O legado do desembargador e ex-presidente do Tribunal de Justiça do Espírito Santo (TJES), Antônio José Miguel Feu Rosa, dominou os pronunciamentos durante a cerimônia de inauguração do edifício que agora ostenta seu nome. O prédio, adquirido da Caixa Econômica Federal e situado na Enseada do Suá, em Vitória, foi inaugurado nesta segunda-feira (27) e servirá como anexo para abrigar setores da área administrativa do Judiciário capixaba.
Na ocasião, o presidente da Assembleia Legislativa (Ales), deputado Marcelo Santos (União), afirmou que a homenagem representa a continuidade de uma trajetória exemplar.
“Nenhum grande homem vive em vão. A história da humanidade nada mais é do que a biografia dos grandes homens. Antônio José Miguel Feu Rosa foi e sempre será um grande homem. Jornalista, professor, chefe de família, deputado estadual e federal, advogado, desembargador e presidente do Tribunal de Justiça. Ele revolucionou, no seu tempo e a seu modo, o sistema de Justiça capixaba”, declarou Marcelo.

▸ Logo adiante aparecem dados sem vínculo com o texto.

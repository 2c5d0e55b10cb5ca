// src/consts.rs

/// Length of the encryption header prepended to every protected payload.
pub const ENCRYPTION_HEADER_LEN: usize = 12;

/// Number of random bytes at the start of the encryption header; the
/// remaining two bytes carry the check value.
pub const ENCRYPTION_HEADER_RANDOM_LEN: usize = 10;

/// Row size of the in-memory buffer used for entries whose compressed
/// size is only known after the payload.
pub const BUFFER_ROW_LEN: usize = 65_536;

/// Look-ahead window of the decrypter.
pub const PEEK_LEN: usize = 8;
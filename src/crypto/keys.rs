//! src/crypto/keys.rs
//! PKWARE traditional (ZipCrypto) key schedule and per-byte stream cipher.
//!
//! Three 32-bit keys, initialized to fixed magic values and stirred with
//! each password byte. Every processed plaintext byte updates the keys, so
//! both directions feed `update` with plaintext: the encrypter with the
//! byte it is hiding, the decrypter with the byte it just recovered.

use zeroize::{Zeroize, ZeroizeOnDrop};

/// Standard CRC-32 lookup table (reversed polynomial 0xEDB88320).
const CRC32_TABLE: [u32; 256] = {
    let mut table = [0u32; 256];
    let mut i = 0u32;
    while i < 256 {
        let mut crc = i;
        let mut j = 0;
        while j < 8 {
            if crc & 1 != 0 {
                crc = (crc >> 1) ^ 0xEDB88320;
            } else {
                crc >>= 1;
            }
            j += 1;
        }
        table[i as usize] = crc;
        i += 1;
    }
    table
};

const INITIAL_KEY0: u32 = 0x12345678;
const INITIAL_KEY1: u32 = 0x23456789;
const INITIAL_KEY2: u32 = 0x34567890;

#[inline]
fn crc32_step(crc: u32, byte: u8) -> u32 {
    CRC32_TABLE[((crc ^ byte as u32) & 0xFF) as usize] ^ (crc >> 8)
}

/// The three-word cipher state.
///
/// A transformer keeps two of these: the password keys, derived once from
/// the password and immutable for the life of the transformer, and the
/// working keys, reset from the password keys at the start of every entry
/// payload. Both wipe themselves on drop.
#[derive(Clone, Zeroize, ZeroizeOnDrop)]
pub struct KeyState {
    key0: u32,
    key1: u32,
    key2: u32,
}

impl KeyState {
    /// Derive the key triple from a password. Only the low 8 bits of each
    /// code unit participate; the password itself is not retained.
    pub fn from_password(password: &[u8]) -> Self {
        let mut keys = Self {
            key0: INITIAL_KEY0,
            key1: INITIAL_KEY1,
            key2: INITIAL_KEY2,
        };
        for &b in password {
            keys.update(b);
        }
        keys
    }

    /// Stir one plaintext byte into the key state.
    #[inline]
    pub fn update(&mut self, byte: u8) {
        self.key0 = crc32_step(self.key0, byte);
        self.key1 = self.key1.wrapping_add(self.key0 & 0xFF);
        self.key1 = self.key1.wrapping_mul(134775813).wrapping_add(1);
        self.key2 = crc32_step(self.key2, (self.key1 >> 24) as u8);
    }

    /// The next keystream byte. Does not advance the state; `update`
    /// advances it.
    #[inline]
    pub fn keystream_byte(&self) -> u8 {
        let t = (self.key2 | 2) as u16;
        (t.wrapping_mul(t ^ 1) >> 8) as u8
    }

    /// Encrypt one byte, advancing the keys with the plaintext.
    #[inline]
    pub fn encrypt_byte(&mut self, byte: u8) -> u8 {
        let cipher = byte ^ self.keystream_byte();
        self.update(byte);
        cipher
    }

    /// Decrypt one byte, advancing the keys with the recovered plaintext.
    #[inline]
    pub fn decrypt_byte(&mut self, byte: u8) -> u8 {
        let plain = byte ^ self.keystream_byte();
        self.update(plain);
        plain
    }

    /// The current key words (for debugging and test vectors).
    pub fn words(&self) -> (u32, u32, u32) {
        (self.key0, self.key1, self.key2)
    }
}
// src/encryptor/encrypt.rs

use std::io::{Read, Write};

use crate::error::ZipCryptError;

use super::write::ZipEncryptWriter;

/// Encrypt a whole plain archive from `source` into `sink`.
///
/// Streams `source` through a [`ZipEncryptWriter`] and finishes it.
/// Returns the number of bytes written to `sink` (twelve more than the
/// input per entry).
pub fn encrypt<R, W>(mut source: R, sink: W, password: &str) -> Result<u64, ZipCryptError>
where
    R: Read,
    W: Write,
{
    let mut writer = ZipEncryptWriter::new(sink, password);
    let mut buf = [0u8; 4096];
    loop {
        let n = match source.read(&mut buf) {
            Ok(0) => break,
            Ok(n) => n,
            Err(e) if e.kind() == std::io::ErrorKind::Interrupted => continue,
            Err(e) => return Err(e.into()),
        };
        for &b in &buf[..n] {
            writer.write_byte(b)?;
        }
    }
    let written = writer.bytes_written();
    writer.finish()?;
    Ok(written)
}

O líder do Legislativo estadual também ressaltou a amizade que unia o homenageado a seu pai, o político Aloizio Santos:
“Fico muito honrado de poder ter vivenciado a relação de amizade que ele e meu falecido pai tinham, e que isso tenha sido passado para os filhos. Estar aqui pela Assembleia é dizer, sim, que a história dele teve muita importância para todos os Poderes, inclusive o Legislativo, onde ele passou não apenas como deputado, mas como servidor de carreira que foi. É uma justa homenagem que o Poder Judiciário faz dessa figura que todos nós temos uma lembrança muito boa”.
A presidente do TJES, desembargadora Janete Vargas Simões, enfatizou em sua fala o caráter e a vocação pública de Feu Rosa:
“(…) com a força de seu caráter, sua vontade de servir à sociedade e, acima de tudo, seu jeito leve, leve de ser sem formalidades, com transparência, ouvindo a todos e em todos os momentos. O que o Tribunal de Justiça hoje cumpre é uma obrigação de prestar a ele e a sua família uma homenagem para que o nome do desembargador Antônio José Miguel Feu Rosa seja lembrado sempre por todas as gerações que compõem o sistema de Justiça”, disse.
O deputado Mazinho dos Anjos (MDB), também presente na solenidade, recordou sua época de estagiário no TJES, quando Antonio Miguel ainda estava vivo: “É importante essa homenagem porque é uma pessoa admirável. Quando era estudante de Direito aprendi muito com ele, fui estagiário aqui no Tribunal de Justiça, em 2001, e só tenho que parabenizar ao Tribunal por dar o nome dele a esse prédio, que será importante para os servidores do Judiciário e a população capixaba”.
Pedro Valls Feu Rosa, filho do homenageado e também desembargador, ex-presidente e decano do TJES, fez questão de recordar “principalmente os acertos dele em vida, as atitudes corajosas, o espírito público elevado, buscando inspiração em um momento tão difícil da vida nacional”.
Ele lembrou ainda o episódio da votação na Câmara sobre o pedido do Judiciário para processar o então deputado Márcio Moreira Alves, fato que desencadeou a edição do Ato Institucional Nº 5 (AI-5), em 13 de dezembro de 1968, marcando o período mais severo do regime militar.
“Eu me permito lembrar o voto que ele deu contrário à licença para abertura de processo contra o deputado federal Márcio Moreira Alves, que custou a ele, pessoalmente, muito caro, mas deixou para toda uma geração uma mensagem de intransigência quanto à independência e a autonomia das instituições, do Poder Legislativo, do Judiciário e do Executivo. Lembrar desses momentos e essas passagens inspira e é bom”, disse Pedro Valls.